Many adult children and spouses tell me when I meet with them that their loved one won’t go to activities. Looking at the activity calendar isn’t a high need for all my clients. Often though when I talk to them later on after a loved one has moved, I learn that they are winning at bingo, or going to bible study or I’ve even heard, ‘she’s never in her room, she’s always at activities’.
I believe we are all created to be social beings. Some are very outgoing and connecting to people all the time is where they derive their energy. Others being introverts need time to themselves away from people. Yet, to be connected to other human beings whether that is a conversation about the weather over a meal or in singing hymns together is a very important part of mental health.
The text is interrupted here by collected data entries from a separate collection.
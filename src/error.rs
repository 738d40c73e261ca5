//! Session error types

use thiserror::Error;

use crate::engine::EngineError;

/// Unified error type for every session, channel, and sftp operation.
///
/// Callers must treat `WouldBlock` as retryable: it means "no data right
/// now", not failure. Everything else is a real fault.
#[derive(Error, Debug, Clone, PartialEq, Eq)]
pub enum Error {
    /// Operation attempted on a closed or never-activated handle.
    #[error("Handle is not active")]
    NotActive,

    /// No data available yet; retry after more bytes arrive.
    #[error("Operation would block")]
    WouldBlock,

    /// Engine-reported failure, code passed through verbatim.
    #[error("SSH protocol error: {0}")]
    Protocol(i32),

    #[error("Handshake failed: {0}")]
    HandshakeFailed(String),

    #[error("Authentication failed: {0}")]
    AuthFailed(String),

    /// Transport could not be prepared (bad endpoint parameters).
    #[error("Transport setup failed: {0}")]
    TransportFailed(String),

    /// Protocol engine refused to initialize.
    #[error("Engine initialization failed: {0}")]
    EngineInit(String),

    /// Operation not valid in the session's current state.
    #[error("Operation '{op}' invalid in state {state}")]
    InvalidState { op: &'static str, state: String },
}

impl Error {
    /// True for the one retryable variant.
    pub fn is_would_block(&self) -> bool {
        matches!(self, Error::WouldBlock)
    }
}

impl From<EngineError> for Error {
    fn from(err: EngineError) -> Self {
        match err {
            EngineError::WouldBlock => Error::WouldBlock,
            EngineError::Code(code) => Error::Protocol(code),
        }
    }
}

// Host frontends report errors as strings over their IPC boundary.
impl serde::Serialize for Error {
    fn serialize<S>(&self, serializer: S) -> std::result::Result<S::Ok, S::Error>
    where
        S: serde::Serializer,
    {
        serializer.serialize_str(&self.to_string())
    }
}

pub type Result<T> = std::result::Result<T, Error>;

#[cfg(test)]
mod tests {
    use super::*;

    #[test]
    fn would_block_is_the_only_retryable_variant() {
        assert!(Error::WouldBlock.is_would_block());
        assert!(!Error::NotActive.is_would_block());
        assert!(!Error::Protocol(-7).is_would_block());
    }

    #[test]
    fn engine_codes_pass_through_verbatim() {
        assert_eq!(Error::from(EngineError::Code(-43)), Error::Protocol(-43));
        assert_eq!(Error::from(EngineError::WouldBlock), Error::WouldBlock);
    }
}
Research shows that isolation is detrimental to our health. Isolation is seen as a growing health epidemic in our society today as many people age. AARP Foundation has a website called www.connect2affect.org that talks about the difference in loneliness and isolation and it also offers an assessment that you can take for yourself or a loved one to determine risk of isolation. If you take this for a loved one it will tell you if that person is high risk, moderate risk or low risk for isolation.
My mother in law stopped driving at 91 and even though she saw family at least once a week she spent all her time alone living in rural WI and rarely picked up the phone. She has never been a very social person, but she now is in a senior living community and she is the one winning at bingo and working on puzzles with other residents outside of her apartment. She looks so much better than when she was at home all by herself.